そんな彼女に外に出た後私は4人から離れて声をかけた。
「セリカ、今日は早く帰る事ってできないかな...?」
「はぁ?何言ってるのよ」
「ほら、親睦会的なものでもやろうかなーなんて...」
「そんなのやるわけないでしょ!いいからさっさと帰って!!」
そう私に言い捨てるとセリカは店に戻ってしまった。
「先生、セリカちゃんに何か用事でもあったんですか?」
「.....いや、何でもないよ。

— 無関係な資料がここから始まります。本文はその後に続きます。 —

//! Note domain model.
//!
//! # Responsibility
//! - Define the canonical note record shared by local storage and sync.
//! - Provide lifecycle helpers for sync-state flags.
//!
//! # Invariants
//! - `id` is client-generated once and never regenerated on update.
//! - `locally_deleted` notes are excluded from every active listing.
//! - `connected == false` means the current local revision has not been
//!   confirmed by the remote service.

use serde::{Deserialize, Serialize};
use std::error::Error;
use std::fmt::{Display, Formatter};
use std::time::{SystemTime, UNIX_EPOCH};
use uuid::Uuid;

/// Stable note identifier, shared by local and remote stores.
///
/// Kept as a string so ids minted by other clients of the same service are
/// accepted verbatim.
pub type NoteId = String;

/// Labels offered by the note editor.
pub const DEFAULT_LABELS: &[&str] = &[
    "Random",
    "Code",
    "Todo",
    "Work",
    "Design",
    "Travel",
    "Routine",
    "Important",
    "Hobbies",
    "Household",
    "Blog",
];

/// One todo-list entry of a note.
#[derive(Debug, Clone, PartialEq, Eq, Serialize, Deserialize)]
pub struct Checkpoint {
    pub content: String,
    pub checked: bool,
}

impl Checkpoint {
    pub fn new(content: impl Into<String>, checked: bool) -> Self {
        Self {
            content: content.into(),
            checked,
        }
    }
}

/// Validation failure for user-authored note input.
#[derive(Debug, Clone, PartialEq, Eq)]
pub enum NoteValidationError {
    /// Title is missing or blank.
    EmptyTitle,
    /// Neither description nor checkpoints carry content.
    EmptyBody,
}

impl Display for NoteValidationError {
    fn fmt(&self, f: &mut Formatter<'_>) -> std::fmt::Result {
        match self {
            Self::EmptyTitle => write!(f, "note title must not be empty"),
            Self::EmptyBody => {
                write!(f, "note needs a description or at least one checkpoint")
            }
        }
    }
}

impl Error for NoteValidationError {}

/// Canonical note record.
#[derive(Debug, Clone, PartialEq, Eq, Serialize, Deserialize)]
pub struct Note {
    /// Join key for local/remote reconciliation.
    pub id: NoteId,
    pub title: Option<String>,
    pub description: Option<String>,
    /// 32-bit ARGB color value.
    pub color: Option<i32>,
    pub label: Option<String>,
    /// Last-modified time in epoch milliseconds.
    pub timestamp: i64,
    /// Remote reads require the owner's safe password when set.
    pub locked: bool,
    pub checkpoints: Vec<Checkpoint>,
    /// Set once the remote service confirmed this revision.
    pub connected: bool,
    /// Soft-delete marker awaiting remote deletion.
    pub locally_deleted: bool,
}

impl Note {
    /// Creates an empty, local-only note with a generated id.
    pub fn new() -> Self {
        Self::with_id(Uuid::new_v4().to_string())
    }

    /// Creates an empty note for a caller-provided id.
    ///
    /// Used by import and pull paths where the id already exists remotely.
    pub fn with_id(id: impl Into<NoteId>) -> Self {
        Self {
            id: id.into(),
            title: None,
            description: None,
            color: None,
            label: None,
            timestamp: now_epoch_ms(),
            locked: false,
            checkpoints: Vec::new(),
            connected: false,
            locally_deleted: false,
        }
    }

    pub fn title(mut self, title: impl Into<String>) -> Self {
        self.title = Some(title.into());
        self
    }

    pub fn description(mut self, description: impl Into<String>) -> Self {
        self.description = Some(description.into());
        self
    }

    pub fn label(mut self, label: impl Into<String>) -> Self {
        self.label = Some(label.into());
        self
    }

    pub fn color(mut self, color: i32) -> Self {
        self.color = Some(color);
        self
    }

    pub fn checkpoint(mut self, content: impl Into<String>, checked: bool) -> Self {
        self.checkpoints.push(Checkpoint::new(content, checked));
        self
    }

    pub fn locked(mut self, locked: bool) -> Self {
        self.locked = locked;
        self
    }

    /// Checks the editor-level save rule.
    ///
    /// The sync engine does not call this; callers gate user input with it.
    pub fn validate(&self) -> Result<(), NoteValidationError> {
        if is_blank(self.title.as_deref()) {
            return Err(NoteValidationError::EmptyTitle);
        }
        if is_blank(self.description.as_deref()) && self.checkpoints.is_empty() {
            return Err(NoteValidationError::EmptyBody);
        }
        Ok(())
    }

    /// Returns whether this note belongs in the active listing.
    pub fn is_active(&self) -> bool {
        !self.locally_deleted
    }

    /// Returns a copy without password-gated content.
    ///
    /// Keeps the fields needed to render a list entry.
    pub fn redacted(&self) -> Self {
        Self {
            description: None,
            checkpoints: Vec::new(),
            ..self.clone()
        }
    }

    /// Bumps `timestamp` to the current time.
    pub fn touch(&mut self) {
        self.timestamp = now_epoch_ms();
    }
}

impl Default for Note {
    fn default() -> Self {
        Self::new()
    }
}

/// Current wall-clock time in epoch milliseconds.
pub fn now_epoch_ms() -> i64 {
    SystemTime::now()
        .duration_since(UNIX_EPOCH)
        .map(|elapsed| elapsed.as_millis() as i64)
        .unwrap_or_default()
}

fn is_blank(value: Option<&str>) -> bool {
    value.map_or(true, |text| text.trim().is_empty())
}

帰ろうか」
私はそう誤魔化し4人と共に帰路に着く中一人静かに思考し始める。
...セリカがヘルメット団に拉致されるのは今日の夜中、このバイト帰りの筈。
あの時と同じならば、翌日にアビドス砂漠でセリカを救出するという流れになるのだが....
....正直今の私は内心穏やかではなかった。
確かにこのまま流れ通りいけば、セリカを救う事は出来るだろう。
だが私の頭には、かつての彼女の嘆きが鮮明に思い出されていた。
”セリカが行方不明になった時....?”
あの時、シロコはあちらの世界のホシノ達を見て涙を流しながらそう言っていた。
私が意識を無くしてから起こったセリカの行方不明。
きっと彼女は、たった1人で何日もアビドス中を探し回ったのだろう。
吐き出したい気持ちを押し殺しながら、毎日、毎日。
そして...それでもセリカは見つからなかった。
もし、この世界の出来事があの頃と違っていたら?
あの時とは違いセリカが直ぐに見つからなかったら?
それで彼女達が、大切な生徒が悲しむのなら?
「せ、先生もしかして怒ってますか?」
「え?」
不意にそんな事をアヤネから言われ私は思わず彼女の方へ振り向くと、4人がこちらを不思議そうに見つめていた。
「うん、今の先生怖い顔してた」
「先生、どうかされたんですか....?」
彼女だけでなくシロコやノノミからも同じ様に言われてしまい、自分がよほど酷い顔をしていたと気づき謝罪する。
「大丈夫先生?何か嫌な事でもあったー?」
ホシノも私の顔を覗き込みながらそう尋ねてきたが、私はもう一度大丈夫だと笑顔を貼り付けながら話すとアビドス校舎へ戻る為に足を動かした。